Calling balls and strikes is not easy. Some umpires are better than others, of course. Major League hitters appear to have a better eye of for the strike zone than umpires do, and that’s a problem. As much as Bronx Cheer likes to defend umpires, sometimes it can’t. Wendelstedt had a terrible game on Thursday. Baseball has made great strides in cracking down on the strike zone, but it needs to do more. The Twins, not the umpires, probably lost the game Thursday night, but the uncertainty in that statement reflects a problem.
By isolating the discussion on the 1-2 pitch to Berkman, the media do themselves and the larger point a disservice. The controversy is not about that one missed pitch. Any umpire can miss one pitch. The problem lies in Wendelstedt’s terrible strike zone all night. He called a pitch right down the middle a ball. Jeff Passan has a good, if Twins-slanted, takedown. A strike zone that bad cannot happen in a playoff game.
Boorstein is, as he explained here, as big a fan, follower and defender of sports officials as anyone I’ve ever met. It’s pretty weird. But it appears the umpiring and instant replay discussion is going to keep coming up until some sort of clear resolution is reached, and clear resolutions have never been the forte of Bud Selig’s office. So Tom’s a pretty good guy to go to for this stuff since he’s been following umpiring since way before it was cool.

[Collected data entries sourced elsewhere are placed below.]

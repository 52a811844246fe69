//! Credential handling with secure memory.
//!
//! Uses the `secrecy` crate so API keys never end up in logs, `Debug` output
//! or error messages.

use secrecy::{ExposeSecret, SecretBox};
use std::fmt;

/// A secret string that won't be logged or displayed.
pub struct SecretString(SecretBox<str>);

impl SecretString {
    pub fn new(value: impl Into<String>) -> Self {
        Self(SecretBox::new(value.into().into_boxed_str()))
    }

    /// Read a secret from a lookup, treating blank values as absent.
    pub fn from_lookup(lookup: impl Fn(&str) -> Option<String>, var: &str) -> Option<Self> {
        lookup(var)
            .map(|v| v.trim().to_string())
            .filter(|v| !v.is_empty())
            .map(Self::new)
    }

    /// Only call this at the point the key goes on the wire.
    pub fn expose(&self) -> &str {
        self.0.expose_secret()
    }
}

impl Clone for SecretString {
    fn clone(&self) -> Self {
        Self::new(self.expose())
    }
}

impl fmt::Debug for SecretString {
    fn fmt(&self, f: &mut fmt::Formatter<'_>) -> fmt::Result {
        f.write_str("[REDACTED]")
    }
}

impl fmt::Display for SecretString {
    fn fmt(&self, f: &mut fmt::Formatter<'_>) -> fmt::Result {
        f.write_str("[REDACTED]")
    }
}

impl From<&str> for SecretString {
    fn from(s: &str) -> Self {
        Self::new(s)
    }
}

/// Everything needed to open a client against one provider.
#[derive(Clone)]
pub struct ProviderCredentials {
    /// API key (secret)
    pub api_key: SecretString,

    /// Model identifier sent with each request
    pub model: String,

    /// Endpoint override for proxies and test servers
    pub base_url: Option<String>,
}

impl fmt::Debug for ProviderCredentials {
    fn fmt(&self, f: &mut fmt::Formatter<'_>) -> fmt::Result {
        f.debug_struct("ProviderCredentials")
            .field("api_key", &self.api_key)
            .field("model", &self.model)
            .field("base_url", &self.base_url)
            .finish()
    }
}

#[cfg(test)]
mod tests {
    use super::*;

    #[test]
    fn test_secret_is_redacted() {
        let secret = SecretString::new("sk-super-secret-key");
        assert_eq!(format!("{:?}", secret), "[REDACTED]");
        assert_eq!(format!("{}", secret), "[REDACTED]");
        assert_eq!(secret.expose(), "sk-super-secret-key");
    }

    #[test]
    fn test_blank_lookup_is_absent() {
        let lookup = |var: &str| match var {
            "BLANK" => Some("   ".to_string()),
            "SET" => Some(" key ".to_string()),
            _ => None,
        };
        assert!(SecretString::from_lookup(lookup, "BLANK").is_none());
        assert!(SecretString::from_lookup(lookup, "MISSING").is_none());
        assert_eq!(SecretString::from_lookup(lookup, "SET").unwrap().expose(), "key");
    }

    #[test]
    fn test_provider_credentials_debug() {
        let creds = ProviderCredentials {
            api_key: SecretString::from("sk-secret"),
            model: "gpt-4".into(),
            base_url: None,
        };
        let debug = format!("{:?}", creds);
        assert!(!debug.contains("sk-secret"));
        assert!(debug.contains("gpt-4"));
    }
}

It strikes me — pardon the pun — that ball-and-strikes duties are the aspect of umpiring that could most easily be replaced by computers or a robot, and it wouldn’t even require cutting back the number of umpires since you’d still need a guy standing there to make calls at home plate and rule on hit batsmen and checked swings, etc.
Probably not something that will happen soon or be implemented without hiccups. And I’m not even sure it’s something that should happen; I really haven’t thought it all the way through.
But Major League Baseball has to find a way to diminish umpire error if it’s affecting the strike zone so much that it impacts the outcome of games. Yes, the human element is part of the game and all that. But no one’s arguing that the players be replaced by machines (although Transformers baseball would be pretty awesome to watch). It’s just about making baseball more fair for the humans competing in it.
Also — and Tom doesn’t get at this, but I’ve discussed it before — I’m shocked by how many people seem certain that umpiring has gotten worse and how few consider that umpiring may have been equally bad forever and we’ve only recently come into new technologies that allow us to more thoroughly and frequently judge the way the game is called.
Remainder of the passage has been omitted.